» Exercise goal
Output the entries verbatim, including every line.

Listed records START

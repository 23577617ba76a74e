//! SOAP 1.1 envelopes for the training component service
//!
//! Requests are rendered as text; responses are deserialized with
//! `quick_xml::de`, which matches elements by local name so the service's
//! namespace prefixes do not need to be modelled.

use quick_xml::escape::escape;
use serde::Deserialize;
use vetlearn_common::types::ComponentKind;

use super::error::{TgaError, TgaResult};
use super::models::{
    ComponentDetails, ComponentSummary, DetailOptions, Release, ReleaseFile, SearchPage,
    SearchRequest,
};

/// Service namespace; SOAP actions are `{SERVICE_NS}ITrainingComponentService/{op}`
pub const SERVICE_NS: &str = "http://training.gov.au/services/12/";

const SOAP_ENV_NS: &str = "http://schemas.xmlsoap.org/soap/envelope/";

pub fn soap_action(operation: &str) -> String {
    format!("{}ITrainingComponentService/{}", SERVICE_NS, operation)
}

fn envelope(body: &str) -> String {
    format!(
        r#"<?xml version="1.0" encoding="utf-8"?><soapenv:Envelope xmlns:soapenv="{}" xmlns:ser="{}"><soapenv:Header/><soapenv:Body>{}</soapenv:Body></soapenv:Envelope>"#,
        SOAP_ENV_NS, SERVICE_NS, body
    )
}

fn field(name: &str, value: impl std::fmt::Display) -> String {
    format!("<ser:{0}>{1}</ser:{0}>", name, value)
}

/// Body of a `Search` call
pub fn search_envelope(request: &SearchRequest) -> String {
    let flag = |kind: ComponentKind| request.includes(kind);

    let types = [
        field("IncludeAccreditedCourse", false),
        field("IncludeAccreditedCourseModule", false),
        field("IncludeQualification", flag(ComponentKind::Qualification)),
        field("IncludeSkillSet", flag(ComponentKind::Skillset)),
        field("IncludeTrainingPackage", flag(ComponentKind::TrainingPackage)),
        field("IncludeUnit", flag(ComponentKind::Unit)),
        field("IncludeUnitContextualisation", false),
    ]
    .concat();

    let inner = [
        field("Filter", escape(request.filter.as_str())),
        field("IncludeDeleted", request.include_deleted),
        field("IncludeSuperseded", request.include_superseded),
        field("PageNumber", request.page),
        field("PageSize", request.page_size),
        field("SearchCode", request.search_by_code),
        field("TrainingComponentTypes", types),
    ]
    .concat();

    envelope(&format!("<ser:Search><ser:request>{}</ser:request></ser:Search>", inner))
}

/// Body of a `GetDetails` call
pub fn details_envelope(code: &str, options: DetailOptions) -> String {
    let info = [
        field("ShowClassifications", false),
        field("ShowCompletionMapping", false),
        field("ShowComponents", false),
        field("ShowContacts", false),
        field("ShowCurrencyPeriods", false),
        field("ShowDataManagers", false),
        field("ShowFiles", options.show_files),
        field("ShowMappingInformation", false),
        field("ShowRecognitionManagers", false),
        field("ShowReleases", options.show_releases),
        field("ShowUnitGrid", false),
        field("ShowUsageRecommendation", false),
    ]
    .concat();

    let inner = [field("Code", escape(code)), field("InformationRequest", info)].concat();

    envelope(&format!("<ser:GetDetails><ser:request>{}</ser:request></ser:GetDetails>", inner))
}

// ============================================================================
// Response shapes
// ============================================================================

#[derive(Debug, Deserialize)]
struct Envelope<B> {
    #[serde(rename = "Body")]
    body: B,
}

#[derive(Debug, Deserialize)]
struct Fault {
    #[serde(rename = "faultcode", default)]
    code: Option<String>,
    #[serde(rename = "faultstring", default)]
    message: Option<String>,
}

#[derive(Debug, Deserialize)]
struct SearchBody {
    #[serde(rename = "Fault", default)]
    fault: Option<Fault>,
    #[serde(rename = "SearchResponse", default)]
    response: Option<SearchResponse>,
}

#[derive(Debug, Deserialize)]
struct SearchResponse {
    #[serde(rename = "SearchResult", default)]
    result: Option<SearchResult>,
}

#[derive(Debug, Deserialize)]
struct SearchResult {
    #[serde(rename = "Count", default)]
    count: Option<String>,
    #[serde(rename = "PageNumber", default)]
    page_number: Option<String>,
    #[serde(rename = "PageSize", default)]
    page_size: Option<String>,
    #[serde(rename = "Results", default)]
    results: Option<SearchResults>,
}

#[derive(Debug, Deserialize)]
struct SearchResults {
    #[serde(rename = "TrainingComponentSummary", default)]
    summaries: Vec<SummaryXml>,
}

#[derive(Debug, Deserialize)]
struct SummaryXml {
    #[serde(rename = "Code", default)]
    code: Option<String>,
    #[serde(rename = "Title", default)]
    title: Option<String>,
    #[serde(rename = "Description", default)]
    description: Option<String>,
    #[serde(rename = "CurrencyStatus", alias = "Status", default)]
    status: Option<String>,
    #[serde(rename = "ComponentType", default)]
    component_type: Option<String>,
}

#[derive(Debug, Deserialize)]
struct DetailsBody {
    #[serde(rename = "Fault", default)]
    fault: Option<Fault>,
    #[serde(rename = "GetDetailsResponse", default)]
    response: Option<DetailsResponse>,
}

#[derive(Debug, Deserialize)]
struct DetailsResponse {
    #[serde(rename = "GetDetailsResult", default)]
    result: Option<DetailsXml>,
}

#[derive(Debug, Deserialize)]
struct DetailsXml {
    #[serde(rename = "Code", default)]
    code: Option<String>,
    #[serde(rename = "Title", default)]
    title: Option<String>,
    #[serde(rename = "Releases", default)]
    releases: Option<ReleasesXml>,
}

#[derive(Debug, Deserialize)]
struct ReleasesXml {
    #[serde(rename = "Release", default)]
    releases: Vec<ReleaseXml>,
}

#[derive(Debug, Deserialize)]
struct ReleaseXml {
    #[serde(rename = "ReleaseNumber", default)]
    number: Option<String>,
    #[serde(rename = "ReleaseDate", default)]
    date: Option<String>,
    #[serde(rename = "Files", default)]
    files: Option<FilesXml>,
}

#[derive(Debug, Deserialize)]
struct FilesXml {
    #[serde(rename = "ReleaseFile", default)]
    files: Vec<ReleaseFileXml>,
}

#[derive(Debug, Deserialize)]
struct ReleaseFileXml {
    #[serde(rename = "Filename", alias = "FileName", default)]
    filename: Option<String>,
    #[serde(rename = "RelativePath", default)]
    relative_path: Option<String>,
}

fn non_blank(value: Option<String>) -> Option<String> {
    value
        .map(|v| v.trim().to_string())
        .filter(|v| !v.is_empty())
}

/// Map a SOAP fault onto the error taxonomy
fn fault_error(fault: Fault, code: Option<&str>) -> TgaError {
    let message = non_blank(fault.message)
        .or_else(|| non_blank(fault.code))
        .unwrap_or_else(|| "unspecified SOAP fault".to_string());
    let lowered = message.to_lowercase();

    let missing = ["not found", "does not exist", "could not be found", "no component"]
        .iter()
        .any(|needle| lowered.contains(needle));

    match (missing, code) {
        (true, Some(code)) => TgaError::NotFound(format!("Component {} not found in TGA: {}", code, message)),
        (true, None) => TgaError::NotFound(message),
        (false, _) => TgaError::Malformed(format!("SOAP fault: {}", message)),
    }
}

Listed records END

» Task solution
repository 23577617ba76a74e
//! SOAP 1.1 envelopes for the training component service
//!
//! Requests are rendered as text; responses are deserialized with
//! `quick_xml::de`, which matches elements by local name so the service's
//! namespace prefixes do not need to be modelled.

use quick_xml::escape::escape;
use serde::Deserialize;
use vetlearn_common::types::ComponentKind;

use super::error::{TgaError, TgaResult};
use super::models::{
    ComponentDetails, ComponentSummary, DetailOptions, Release, ReleaseFile, SearchPage,
    SearchRequest,
};

/// Service namespace; SOAP actions are `{SERVICE_NS}ITrainingComponentService/{op}`
pub const SERVICE_NS: &str = "http://training.gov.au/services/12/";

const SOAP_ENV_NS: &str = "http://schemas.xmlsoap.org/soap/envelope/";

pub fn soap_action(operation: &str) -> String {
    format!("{}ITrainingComponentService/{}", SERVICE_NS, operation)
}

fn envelope(body: &str) -> String {
    format!(
        r#"<?xml version="1.0" encoding="utf-8"?><soapenv:Envelope xmlns:soapenv="{}" xmlns:ser="{}"><soapenv:Header/><soapenv:Body>{}</soapenv:Body></soapenv:Envelope>"#,
        SOAP_ENV_NS, SERVICE_NS, body
    )
}

fn field(name: &str, value: impl std::fmt::Display) -> String {
    format!("<ser:{0}>{1}</ser:{0}>", name, value)
}

/// Body of a `Search` call
pub fn search_envelope(request: &SearchRequest) -> String {
    let flag = |kind: ComponentKind| request.includes(kind);

    let types = [
        field("IncludeAccreditedCourse", false),
        field("IncludeAccreditedCourseModule", false),
        field("IncludeQualification", flag(ComponentKind::Qualification)),
        field("IncludeSkillSet", flag(ComponentKind::Skillset)),
        field("IncludeTrainingPackage", flag(ComponentKind::TrainingPackage)),
        field("IncludeUnit", flag(ComponentKind::Unit)),
        field("IncludeUnitContextualisation", false),
    ]
    .concat();

    let inner = [
        field("Filter", escape(request.filter.as_str())),
        field("IncludeDeleted", request.include_deleted),
        field("IncludeSuperseded", request.include_superseded),
        field("PageNumber", request.page),
        field("PageSize", request.page_size),
        field("SearchCode", request.search_by_code),
        field("TrainingComponentTypes", types),
    ]
    .concat();

    envelope(&format!("<ser:Search><ser:request>{}</ser:request></ser:Search>", inner))
}

/// Body of a `GetDetails` call
pub fn details_envelope(code: &str, options: DetailOptions) -> String {
    let info = [
        field("ShowClassifications", false),
        field("ShowCompletionMapping", false),
        field("ShowComponents", false),
        field("ShowContacts", false),
        field("ShowCurrencyPeriods", false),
        field("ShowDataManagers", false),
        field("ShowFiles", options.show_files),
        field("ShowMappingInformation", false),
        field("ShowRecognitionManagers", false),
        field("ShowReleases", options.show_releases),
        field("ShowUnitGrid", false),
        field("ShowUsageRecommendation", false),
    ]
    .concat();

    let inner = [field("Code", escape(code)), field("InformationRequest", info)].concat();

    envelope(&format!("<ser:GetDetails><ser:request>{}</ser:request></ser:GetDetails>", inner))
}

// ============================================================================
// Response shapes
// ============================================================================

#[derive(Debug, Deserialize)]
struct Envelope<B> {
    #[serde(rename = "Body")]
    body: B,
}

#[derive(Debug, Deserialize)]
struct Fault {
    #[serde(rename = "faultcode", default)]
    code: Option<String>,
    #[serde(rename = "faultstring", default)]
    message: Option<String>,
}

#[derive(Debug, Deserialize)]
struct SearchBody {
    #[serde(rename = "Fault", default)]
    fault: Option<Fault>,
    #[serde(rename = "SearchResponse", default)]
    response: Option<SearchResponse>,
}

#[derive(Debug, Deserialize)]
struct SearchResponse {
    #[serde(rename = "SearchResult", default)]
    result: Option<SearchResult>,
}

#[derive(Debug, Deserialize)]
struct SearchResult {
    #[serde(rename = "Count", default)]
    count: Option<String>,
    #[serde(rename = "PageNumber", default)]
    page_number: Option<String>,
    #[serde(rename = "PageSize", default)]
    page_size: Option<String>,
    #[serde(rename = "Results", default)]
    results: Option<SearchResults>,
}

#[derive(Debug, Deserialize)]
struct SearchResults {
    #[serde(rename = "TrainingComponentSummary", default)]
    summaries: Vec<SummaryXml>,
}

#[derive(Debug, Deserialize)]
struct SummaryXml {
    #[serde(rename = "Code", default)]
    code: Option<String>,
    #[serde(rename = "Title", default)]
    title: Option<String>,
    #[serde(rename = "Description", default)]
    description: Option<String>,
    #[serde(rename = "CurrencyStatus", alias = "Status", default)]
    status: Option<String>,
    #[serde(rename = "ComponentType", default)]
    component_type: Option<String>,
}

#[derive(Debug, Deserialize)]
struct DetailsBody {
    #[serde(rename = "Fault", default)]
    fault: Option<Fault>,
    #[serde(rename = "GetDetailsResponse", default)]
    response: Option<DetailsResponse>,
}

#[derive(Debug, Deserialize)]
struct DetailsResponse {
    #[serde(rename = "GetDetailsResult", default)]
    result: Option<DetailsXml>,
}

#[derive(Debug, Deserialize)]
struct DetailsXml {
    #[serde(rename = "Code", default)]
    code: Option<String>,
    #[serde(rename = "Title", default)]
    title: Option<String>,
    #[serde(rename = "Releases", default)]
    releases: Option<ReleasesXml>,
}

#[derive(Debug, Deserialize)]
struct ReleasesXml {
    #[serde(rename = "Release", default)]
    releases: Vec<ReleaseXml>,
}

#[derive(Debug, Deserialize)]
struct ReleaseXml {
    #[serde(rename = "ReleaseNumber", default)]
    number: Option<String>,
    #[serde(rename = "ReleaseDate", default)]
    date: Option<String>,
    #[serde(rename = "Files", default)]
    files: Option<FilesXml>,
}

#[derive(Debug, Deserialize)]
struct FilesXml {
    #[serde(rename = "ReleaseFile", default)]
    files: Vec<ReleaseFileXml>,
}

#[derive(Debug, Deserialize)]
struct ReleaseFileXml {
    #[serde(rename = "Filename", alias = "FileName", default)]
    filename: Option<String>,
    #[serde(rename = "RelativePath", default)]
    relative_path: Option<String>,
}

fn non_blank(value: Option<String>) -> Option<String> {
    value
        .map(|v| v.trim().to_string())
        .filter(|v| !v.is_empty())
}

/// Map a SOAP fault onto the error taxonomy
fn fault_error(fault: Fault, code: Option<&str>) -> TgaError {
    let message = non_blank(fault.message)
        .or_else(|| non_blank(fault.code))
        .unwrap_or_else(|| "unspecified SOAP fault".to_string());
    let lowered = message.to_lowercase();

    let missing = ["not found", "does not exist", "could not be found", "no component"]
        .iter()
        .any(|needle| lowered.contains(needle));

    match (missing, code) {
        (true, Some(code)) => TgaError::NotFound(format!("Component {} not found in TGA: {}", code, message)),
        (true, None) => TgaError::NotFound(message),
        (false, _) => TgaError::Malformed(format!("SOAP fault: {}", message)),
    }
}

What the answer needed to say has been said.